--- GIVEN RECORDS Enclosed Below ---

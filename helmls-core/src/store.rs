//! On-disk cache for the downloaded helm-ls binary.
//!
//! Layout under the storage root:
//!
//! - `<root>/helm_ls[.exe]` - the verified binary
//! - `<root>/version` - plain-text version the binary was fetched for
//! - `<root>/.lock` - advisory lock serialising acquisitions
//!
//! Entries are overwritten by newer acquisitions and never deleted here.

use anyhow::Context;
use fs2::FileExt;
use std::fs::{File, OpenOptions};
use std::path::{Path, PathBuf};
use tracing::debug;

use crate::error::{ProvisionError, Result};
use crate::probe::is_regular_file;

/// File holding the cached version string.
pub const VERSION_MARKER: &str = "version";

const LOCK_FILE: &str = ".lock";

/// Subdirectory of the user data directory used when no root is given.
const STORAGE_DIR: &str = "helm-ls";

/// Snapshot of what the cache currently holds.
#[derive(Debug, Clone, PartialEq, Eq)]
pub struct CacheRecord {
    pub binary_path: PathBuf,
    pub version_marker_path: PathBuf,
    pub stored_version: Option<String>,
}

/// Owns the per-install cache directory.
#[derive(Debug, Clone)]
pub struct BinaryStore {
    root: PathBuf,
}

impl BinaryStore {
    pub fn new(root: impl Into<PathBuf>) -> Self {
        Self { root: root.into() }
    }

    /// Returns `<data dir>/helm-ls` (or the platform equivalent).
    pub fn default_root() -> anyhow::Result<PathBuf> {
        let data_dir = dirs::data_dir()
            .or_else(|| dirs::home_dir().map(|h| h.join(".local/share")))
            .context("Could not determine data directory")?;
        Ok(data_dir.join(STORAGE_DIR))
    }

    pub fn root(&self) -> &Path {
        &self.root
    }

    /// Path of the cached binary: `<root>/<tool><suffix>`.
    pub fn binary_path(&self, tool: &str, suffix: &str) -> PathBuf {
        self.root.join(format!("{tool}{suffix}"))
    }

    pub fn version_marker_path(&self) -> PathBuf {
        self.root.join(VERSION_MARKER)
    }

    /// Reads the version marker. Missing or unreadable markers yield `None`.
    pub async fn stored_version(&self) -> Option<String> {
        match tokio::fs::read_to_string(self.version_marker_path()).await {
            Ok(content) => Some(content.trim_end().to_string()),
            Err(e) => {
                debug!(error = %e, "No readable version marker");
                None
            }
        }
    }

    pub async fn record(&self, tool: &str, suffix: &str) -> CacheRecord {
        CacheRecord {
            binary_path: self.binary_path(tool, suffix),
            version_marker_path: self.version_marker_path(),
            stored_version: self.stored_version().await,
        }
    }

    /// Returns the cached binary if it exists and was fetched for `version`.
    pub async fn lookup(&self, tool: &str, suffix: &str, version: &str) -> Option<PathBuf> {
        let record = self.record(tool, suffix).await;

        if !is_regular_file(&record.binary_path).await {
            debug!(path = %record.binary_path.display(), "Cache miss: binary missing");
            return None;
        }

        match record.stored_version.as_deref() {
            Some(stored) if stored == version => Some(record.binary_path),
            other => {
                debug!(stored = ?other, wanted = version, "Cache miss: version mismatch");
                None
            }
        }
    }

    /// Writes the version marker. Called only after verification.
    pub async fn write_version_marker(&self, version: &str) -> Result<()> {
        let path = self.version_marker_path();
        tokio::fs::write(&path, version).await.map_err(|e| {
            ProvisionError::io(format!("Failed to write version marker {}", path.display()), e)
        })
    }

    /// Removes the version marker so a half-replaced binary never looks valid.
    pub async fn clear_version_marker(&self) -> Result<()> {
        let path = self.version_marker_path();
        match tokio::fs::remove_file(&path).await {
            Ok(()) => Ok(()),
            Err(e) if e.kind() == std::io::ErrorKind::NotFound => Ok(()),
            Err(e) => Err(ProvisionError::io(
                format!("Failed to remove version marker {}", path.display()),
                e,
            )),
        }
    }

    pub async fn ensure_root(&self) -> Result<()> {
        tokio::fs::create_dir_all(&self.root).await.map_err(|e| {
            ProvisionError::io(format!("Failed to create directory: {}", self.root.display()), e)
        })
    }

    /// Takes the exclusive cache lock, waiting for other holders.
    ///
    /// The lock is released when the returned guard is dropped.
    pub async fn lock(&self) -> Result<CacheLock> {
        self.ensure_root().await?;
        let path = self.root.join(LOCK_FILE);

        let locked = tokio::task::spawn_blocking(move || -> std::io::Result<File> {
            let file = OpenOptions::new()
                .read(true)
                .write(true)
                .create(true)
                .truncate(false)
                .open(&path)?;
            file.lock_exclusive()?;
            Ok(file)
        })
        .await
        .map_err(|e| ProvisionError::io("Cache lock task failed", std::io::Error::other(e)))?;

        let file = locked.map_err(|e| ProvisionError::io("Failed to lock cache directory", e))?;
        Ok(CacheLock { file })
    }
}

/// Guard for the cache directory lock.
#[derive(Debug)]
pub struct CacheLock {
    file: File,
}

impl Drop for CacheLock {
    fn drop(&mut self) {
        let _ = FileExt::unlock(&self.file);
    }
}

/// Marks a file executable for its owner (0o755 on Unix, no-op elsewhere).
pub fn make_executable(path: &Path) -> Result<()> {
    #[cfg(unix)]
    {
        use std::os::unix::fs::PermissionsExt;

        let metadata = std::fs::metadata(path).map_err(|e| {
            ProvisionError::io(format!("Failed to get metadata for {}", path.display()), e)
        })?;

        let mut permissions = metadata.permissions();
        permissions.set_mode(permissions.mode() | 0o755);

        std::fs::set_permissions(path, permissions).map_err(|e| {
            ProvisionError::io(
                format!("Failed to set executable permission on {}", path.display()),
                e,
            )
        })?;

        debug!("Set executable permission on {}", path.display());
    }

    #[cfg(not(unix))]
    let _ = path;

    Ok(())
}

#[cfg(test)]
mod tests {
    use super::*;
    use tempfile::TempDir;

    #[test]
    fn test_layout() {
        let store = BinaryStore::new("/data/helm-ls");
        assert_eq!(
            store.binary_path("helm_ls", ""),
            PathBuf::from("/data/helm-ls/helm_ls")
        );
        assert_eq!(
            store.binary_path("helm_ls", ".exe"),
            PathBuf::from("/data/helm-ls/helm_ls.exe")
        );
        assert_eq!(
            store.version_marker_path(),
            PathBuf::from("/data/helm-ls/version")
        );
    }

    #[test]
    fn test_default_root_ends_with_storage_dir() {
        if let Ok(root) = BinaryStore::default_root() {
            assert!(root.ends_with("helm-ls"));
        }
    }

    #[tokio::test]
    async fn test_lookup_hit_requires_binary_and_matching_marker() {
        let tmp = TempDir::new().unwrap();
        let store = BinaryStore::new(tmp.path());

        assert_eq!(store.lookup("helm_ls", "", "v0.5.0").await, None);

        std::fs::write(store.binary_path("helm_ls", ""), b"bin").unwrap();
        assert_eq!(store.lookup("helm_ls", "", "v0.5.0").await, None);

        store.write_version_marker("v0.4.0").await.unwrap();
        assert_eq!(store.lookup("helm_ls", "", "v0.5.0").await, None);

        store.write_version_marker("v0.5.0").await.unwrap();
        assert_eq!(
            store.lookup("helm_ls", "", "v0.5.0").await,
            Some(store.binary_path("helm_ls", ""))
        );
    }

    #[tokio::test]
    async fn test_marker_without_binary_is_miss() {
        let tmp = TempDir::new().unwrap();
        let store = BinaryStore::new(tmp.path());
        store.write_version_marker("v0.5.0").await.unwrap();
        assert_eq!(store.lookup("helm_ls", "", "v0.5.0").await, None);
    }

    #[tokio::test]
    async fn test_unreadable_marker_is_miss_not_error() {
        let tmp = TempDir::new().unwrap();
        let store = BinaryStore::new(tmp.path());
        std::fs::write(store.binary_path("helm_ls", ""), b"bin").unwrap();
        // A directory where the marker file should be cannot be read as text.
        std::fs::create_dir(store.version_marker_path()).unwrap();

        assert_eq!(store.stored_version().await, None);
        assert_eq!(store.lookup("helm_ls", "", "v0.5.0").await, None);
    }

    #[tokio::test]
    async fn test_marker_trailing_newline_is_tolerated() {
        let tmp = TempDir::new().unwrap();
        let store = BinaryStore::new(tmp.path());
        std::fs::write(store.version_marker_path(), "v0.5.0\n").unwrap();
        assert_eq!(store.stored_version().await.as_deref(), Some("v0.5.0"));
    }

    #[tokio::test]
    async fn test_clear_version_marker_is_idempotent() {
        let tmp = TempDir::new().unwrap();
        let store = BinaryStore::new(tmp.path());
        store.clear_version_marker().await.unwrap();
        store.write_version_marker("v1").await.unwrap();
        store.clear_version_marker().await.unwrap();
        assert!(!store.version_marker_path().exists());
    }

    #[tokio::test]
    async fn test_lock_creates_root_and_can_be_retaken() {
        let tmp = TempDir::new().unwrap();
        let store = BinaryStore::new(tmp.path().join("cache"));
        {
            let _guard = store.lock().await.unwrap();
            assert!(store.root().exists());
        }
        let _again = store.lock().await.unwrap();
    }

    #[cfg(unix)]
    #[test]
    fn test_make_executable() {
        use std::os::unix::fs::PermissionsExt;

        let tmp = TempDir::new().unwrap();
        let file_path = tmp.path().join("helm_ls");
        std::fs::write(&file_path, b"#!/bin/sh\n").unwrap();
        std::fs::set_permissions(&file_path, std::fs::Permissions::from_mode(0o644)).unwrap();

        make_executable(&file_path).unwrap();

        let mode = std::fs::metadata(&file_path).unwrap().permissions().mode();
        assert_eq!(mode & 0o755, 0o755);
    }
}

--- End of Enclosed GIVEN RECORDS ---

## EXERCISE DESCRIPTION
Check each line of the entries, and copy the ones that contain "CacheRecord".

## OUTPUT OF THE TASK
pub struct CacheRecord {
    pub async fn record(&self, tool: &str, suffix: &str) -> CacheRecord {
        CacheRecord {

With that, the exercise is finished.